Las ideas políticas de
Agustín de Hipona deben situarse en el contexto de la profunda crisis que
atravesaba el Imperio romano y de la acusación lanzada por los paganos de que
la cristianización era la causa de la decadencia de Roma. San Agustín respondió
trazando en La ciudad de Dios una filosofía de la historia; la palabra
"ciudad" ha de entenderse en esta obra no como conjunto de calles y
edificios, sino como el vocablo latino civitas, es decir, la población o
habitantes de una ciudad. Entendiendo el término en tal sentido, para San
Agustín la historia de la humanidad es la de una lucha entre la ciudad de Dios
y la ciudad terrena, la ciudad del bien y la del mal. Entre los moradores de la
ciudad terrenal impera "el amor a sí mismo hasta el desprecio de
Dios"; en la ciudad de Dios, "el amor a Dios hasta el deprecio de sí
mismo".
Remontándose a los
ángeles y a Adán y Eva y descendiendo por la Biblia hasta llegar a Jesucristo y
a su propia época, Agustín de Hipona expone el desarrollo de esta constante
pugna. La ciudad de Dios se inició con los ángeles, y la terrena, con Caín y el
pecado original. La historia de la humanidad se divide en dos grandes épocas:
la primera, desde la caída del hombre hasta Jesucristo, preparó la redención;
la segunda, desde Jesucristo hasta el fin del mundo, cumplirá y realizará la
redención, pues el conflicto entre ambas ciudades proseguirá hasta que, ya en
el fin de los tiempos, triunfe definitivamente la ciudad de Dios.
Desde tal amplia
perspectiva, la situación crítica del Imperio romano (en el que San Agustín ve
un instrumento de Dios para facilitar la propagación de la fe) es solamente
otro momento de esa lucha, y más debe atribuirse su crisis a la pervivencia del
paganismo entre los ciudadanos que a la cristianización; una Roma plenamente
cristiana podría pasar a ser un imperio espiritual y no meramente terrenal.

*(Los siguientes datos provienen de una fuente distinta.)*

//! Slack relay library.
//!
//! This crate provides the relay functionality as a library,
//! allowing it to be tested and reused by the CLI.
//!
//! An invocation decodes a `{ "title", "body": { "text" } }` event, posts it
//! to the configured Slack channel as a header + section message, and echoes
//! the request body back on success.

#![cfg_attr(not(test), forbid(unsafe_code))]

pub mod config;
pub mod error;
pub mod relay;
pub mod routes;
pub mod slack;
pub mod state;
pub mod telemetry;

pub use axum::body::Bytes;
pub use config::{ConfigError, RelayConfig};
pub use error::RelayError;
pub use relay::Relay;
pub use state::AppState;
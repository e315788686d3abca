//! Configuration check command.

use secrecy::ExposeSecret;
use slack_relay::RelayConfig;

/// Token kind prefix (`xoxb`, `xoxp`, ...) without exposing the token.
fn token_kind(token: &str) -> &str {
    match token.split_once('-') {
        Some((kind, _)) if kind.starts_with("xox") => kind,
        _ => "unknown",
    }
}

/// Print a redacted summary of the resolved configuration.
#[allow(clippy::print_stdout)]
pub fn print_summary(config: &RelayConfig) {
    println!("Configuration OK");
    println!("  channel:      {}", config.slack.channel);
    println!("  slack debug:  {}", config.slack.debug);
    println!("  slack api:    {}", config.slack.api_base);
    println!(
        "  token:        [REDACTED] ({})",
        token_kind(config.slack.api_token.expose_secret())
    );
    println!("  log level:    {}", config.log_level);
    println!("  listen:       {}", config.socket_addr());
    println!(
        "  sentry:       {}",
        if config.sentry_dsn.is_some() {
            "enabled"
        } else {
            "disabled"
        }
    );
}

#[cfg(test)]
mod tests {
    use super::*;

    #[test]
    fn test_token_kind() {
        assert_eq!(token_kind("xoxb-123-456"), "xoxb");
        assert_eq!(token_kind("xoxp-abc"), "xoxp");
        assert_eq!(token_kind("plain-token"), "unknown");
        assert_eq!(token_kind("notoken"), "unknown");
    }
}
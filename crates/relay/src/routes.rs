//! HTTP route handlers for the relay.
//!
//! # Route Structure
//!
//! ```text
//! POST /           - Relay an event to Slack (echoes the body on success)
//! GET  /health     - Liveness check
//! GET  /_/health   - Liveness check (function watchdog path)
//! ```

use axum::{
    Router,
    body::Bytes,
    extract::State,
    http::{HeaderMap, StatusCode, header::CONTENT_TYPE},
    response::{IntoResponse, Response},
    routing::{get, post},
};
use tracing::instrument;

use crate::error::RelayError;
use crate::state::AppState;

/// Create the relay router.
pub fn router(state: AppState) -> Router {
    Router::new()
        .route("/", post(relay_event))
        .route("/health", get(health))
        .route("/_/health", get(health))
        .with_state(state)
}

/// Relay one event.
///
/// Responds `200` with the exact request bytes once Slack accepts the
/// message, keeping the request's `Content-Type`.
#[instrument(skip_all)]
async fn relay_event(
    State(state): State<AppState>,
    headers: HeaderMap,
    body: Bytes,
) -> Result<Response, RelayError> {
    let echoed = state.relay().invoke(body).await?;

    let mut response = (StatusCode::OK, echoed).into_response();
    if let Some(content_type) = headers.get(CONTENT_TYPE) {
        response
            .headers_mut()
            .insert(CONTENT_TYPE, content_type.clone());
    }
    Ok(response)
}

/// Liveness health check endpoint.
///
/// Returns "ok" if the server is running. Does not contact Slack.
async fn health() -> &'static str {
    "ok"
}
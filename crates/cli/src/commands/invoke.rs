//! One-shot relay invocation.
//!
//! Mirrors a single function invocation: one body in, one send, one
//! response out. The response body goes to stdout on success and stderr on
//! failure; the exit code is `0` only for a `200`.

use std::io::{Read, Write};
use std::path::Path;
use std::process::ExitCode;

use slack_relay::{Bytes, Relay, RelayConfig};
use slack_relay_core::InboundMessage;

use super::CommandError;

/// Read the raw request body from `file`, or stdin when `None`.
///
/// # Errors
///
/// Returns an I/O error if the source cannot be read.
pub fn read_body(file: Option<&Path>) -> Result<Bytes, CommandError> {
    let bytes = match file {
        Some(path) => std::fs::read(path)?,
        None => {
            let mut buf = Vec::new();
            std::io::stdin().read_to_end(&mut buf)?;
            buf
        }
    };
    Ok(Bytes::from(bytes))
}

/// Encode an event body from a title and text.
///
/// # Errors
///
/// Returns an error if serialization fails.
pub fn encode_event(title: &str, text: &str) -> Result<Bytes, CommandError> {
    let body = serde_json::to_vec(&InboundMessage::new(title, text))?;
    Ok(Bytes::from(body))
}

/// Run the relay once against the configured Slack channel.
#[allow(clippy::print_stderr)]
pub async fn run(config: &RelayConfig, body: Bytes) -> ExitCode {
    let relay = Relay::from_config(&config.slack);

    match relay.invoke(body).await {
        Ok(echoed) => {
            let mut stdout = std::io::stdout().lock();
            match stdout.write_all(&echoed).and_then(|()| stdout.flush()) {
                Ok(()) => ExitCode::SUCCESS,
                Err(e) => {
                    tracing::error!(error = %e, "Failed to write response body");
                    ExitCode::FAILURE
                }
            }
        }
        Err(e) => {
            tracing::error!(status = e.status_code().as_u16(), error = %e, "Invocation failed");
            eprintln!("{e}");
            ExitCode::FAILURE
        }
    }
}

#[cfg(test)]
#[allow(clippy::unwrap_used)]
mod tests {
    use serde_json::json;
    use wiremock::matchers::{body_partial_json, method, path};
    use wiremock::{Mock, MockServer, ResponseTemplate};

    use super::*;
    use crate::commands::testing::config_for;

    const EVENT: &str = r#"{"title":"Build failed","body":{"text":"*job-42*"}}"#;

    #[test]
    fn test_encode_event_shape() {
        let body = encode_event("Build failed", "*job-42*").unwrap();
        let value: serde_json::Value = serde_json::from_slice(&body).unwrap();

        assert_eq!(value["title"], "Build failed");
        assert_eq!(value["body"]["text"], "*job-42*");
    }

    #[test]
    fn test_read_body_from_file_is_verbatim() {
        let mut file = tempfile::NamedTempFile::new().unwrap();
        file.write_all(b"{ \"title\" : \"x\" }\n").unwrap();

        let body = read_body(Some(file.path())).unwrap();
        assert_eq!(&body[..], b"{ \"title\" : \"x\" }\n");
    }

    #[test]
    fn test_read_body_missing_file() {
        let dir = tempfile::tempdir().unwrap();
        let result = read_body(Some(&dir.path().join("missing.json")));
        assert!(matches!(result, Err(CommandError::Io(_))));
    }

    #[tokio::test]
    async fn test_run_exits_zero_when_slack_accepts() {
        let server = MockServer::start().await;
        Mock::given(method("POST"))
            .and(path("/chat.postMessage"))
            .and(body_partial_json(json!({"channel": "C0CLITEST"})))
            .respond_with(ResponseTemplate::new(200).set_body_json(json!({"ok": true})))
            .expect(1)
            .mount(&server)
            .await;

        let (config, _secret) = config_for(&server.uri());
        let code = run(&config, Bytes::from_static(EVENT.as_bytes())).await;

        assert_eq!(code, ExitCode::SUCCESS);
    }

    #[tokio::test]
    async fn test_run_exits_one_on_send_failure() {
        let server = MockServer::start().await;
        Mock::given(method("POST"))
            .and(path("/chat.postMessage"))
            .respond_with(
                ResponseTemplate::new(200)
                    .set_body_json(json!({"ok": false, "error": "rate_limited"})),
            )
            .expect(1)
            .mount(&server)
            .await;

        let (config, _secret) = config_for(&server.uri());
        let code = run(&config, Bytes::from_static(EVENT.as_bytes())).await;

        assert_eq!(code, ExitCode::FAILURE);
    }

    #[tokio::test]
    async fn test_run_malformed_body_never_sends() {
        let server = MockServer::start().await;
        Mock::given(method("POST"))
            .respond_with(ResponseTemplate::new(200).set_body_json(json!({"ok": true})))
            .expect(0)
            .mount(&server)
            .await;

        let (config, _secret) = config_for(&server.uri());
        let code = run(&config, Bytes::from_static(b"{\"title\": ")).await;

        assert_eq!(code, ExitCode::FAILURE);
    }
}
//! Slack Relay Core - Shared types library.
//!
//! This crate provides the types shared by the relay components:
//! - `relay` - HTTP server that forwards events to Slack
//! - `cli` - One-shot invocation and configuration checks
//!
//! # Architecture
//!
//! The core crate contains only types and parsing - no I/O, no HTTP clients.
//! This keeps it lightweight and allows it to be used anywhere.
//!
//! # Modules
//!
//! - [`types`] - Inbound payload, channel identifier, log level and flag parsing

#![cfg_attr(not(test), forbid(unsafe_code))]

pub mod types;

pub use types::*;
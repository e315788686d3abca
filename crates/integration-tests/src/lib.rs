//! Integration test support for the Slack relay.
//!
//! # Running Tests
//!
//! ```bash
//! cargo test -p slack-relay-integration-tests
//! ```
//!
//! No Slack workspace is needed: router tests send through
//! [`RecordingSender`], and client tests run against a local `wiremock`
//! server standing in for the Web API.
//!
//! # Test Categories
//!
//! - `relay_http` - Router behavior with a recording sender
//! - `slack_client` - `chat.postMessage` wire format and error mapping
//! - `relay_end_to_end` - Environment → router → mock Slack

#![allow(clippy::unwrap_used, clippy::missing_panics_doc)]

use std::collections::HashMap;
use std::io::Write;
use std::sync::{Arc, Mutex};

use async_trait::async_trait;
use axum::Router;
use axum::body::{Body, Bytes};
use axum::http::{Request, Response, header::CONTENT_TYPE};
use http_body_util::BodyExt;
use slack_relay::slack::{MessageSender, OutboundMessage, SlackError};
use slack_relay::{AppState, Relay, routes};
use slack_relay_core::ChannelId;
use tempfile::NamedTempFile;
use tower::ServiceExt;

/// Channel used by test relays.
pub const TEST_CHANNEL: &str = "C0TESTCHAN";

/// A send observed by [`RecordingSender`].
#[derive(Debug, Clone, PartialEq, Eq)]
pub struct RecordedSend {
    pub channel: String,
    pub message: OutboundMessage,
}

/// [`MessageSender`] that records every send and optionally fails.
#[derive(Debug, Default)]
pub struct RecordingSender {
    sends: Mutex<Vec<RecordedSend>>,
    failure: Option<String>,
}

impl RecordingSender {
    /// A sender whose sends all succeed.
    #[must_use]
    pub fn succeeding() -> Arc<Self> {
        Arc::new(Self::default())
    }

    /// A sender whose sends all fail with the given Slack error code.
    #[must_use]
    pub fn failing(code: &str) -> Arc<Self> {
        Arc::new(Self {
            sends: Mutex::new(Vec::new()),
            failure: Some(code.to_string()),
        })
    }

    /// Sends observed so far.
    #[must_use]
    pub fn sends(&self) -> Vec<RecordedSend> {
        self.sends.lock().unwrap().clone()
    }
}

#[async_trait]
impl MessageSender for RecordingSender {
    async fn send(
        &self,
        channel: &ChannelId,
        message: &OutboundMessage,
    ) -> Result<(), SlackError> {
        self.sends.lock().unwrap().push(RecordedSend {
            channel: channel.to_string(),
            message: message.clone(),
        });
        match &self.failure {
            Some(code) => Err(SlackError::Api(code.clone())),
            None => Ok(()),
        }
    }
}

/// Router wired to a relay that sends through `sender`.
#[must_use]
pub fn test_router(sender: Arc<RecordingSender>) -> Router {
    let relay = Relay::new(sender, ChannelId::parse(TEST_CHANNEL).unwrap());
    routes::router(AppState::new(relay))
}

/// Build a JSON `POST /` request.
#[must_use]
pub fn relay_request(body: impl Into<Body>) -> Request<Body> {
    Request::builder()
        .method("POST")
        .uri("/")
        .header(CONTENT_TYPE, "application/json")
        .body(body.into())
        .unwrap()
}

/// Send a request through the router via `tower::ServiceExt::oneshot`.
pub async fn oneshot(router: Router, request: Request<Body>) -> Response<Body> {
    router.oneshot(request).await.unwrap()
}

/// Collect a response body.
pub async fn body_bytes(response: Response<Body>) -> Bytes {
    response.into_body().collect().await.unwrap().to_bytes()
}

/// Write a token secret file.
#[must_use]
pub fn token_file(contents: &str) -> NamedTempFile {
    let mut file = NamedTempFile::new().unwrap();
    file.write_all(contents.as_bytes()).unwrap();
    file
}

/// Variable source over a fixed set of pairs, for `RelayConfig::from_lookup`.
#[must_use]
pub fn vars(pairs: &[(&str, &str)]) -> HashMap<String, String> {
    pairs
        .iter()
        .map(|(k, v)| ((*k).to_string(), (*v).to_string()))
        .collect()
}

Junto al núcleo que la motiva, se halla en esta obra su concepto de la familia
y la sociedad como positivas derivaciones de la naturaleza humana (no como
resultado de un pacto), así como la noción del origen divino del poder del
gobernante.
Por su vasta y perdurable
irradiación, puede afirmarse que Agustín de Hipona figura entre los pensadores
más influyentes de la tradición occidental; es preciso saltar hasta Santo Tomás
de Aquino (siglo XIII) para encontrar un filósofo de su misma talla. Toda la
filosofía y la teología medieval, hasta el siglo XII, fue básicamente
agustiniana; los grandes temas de San Agustín -conocimiento y amor, memoria y
presencia, sabiduría- dominaron la teología cristiana hasta la escolástica
tomista. Lutero recuperó, transformándola, su visión pesimista del hombre
pecador, y los jansenistas, por su parte, se inspiraron muy a menudo en el
Augustinus, libro en cuyas páginas se resumían las principales tesis del
filósofo de Hipona.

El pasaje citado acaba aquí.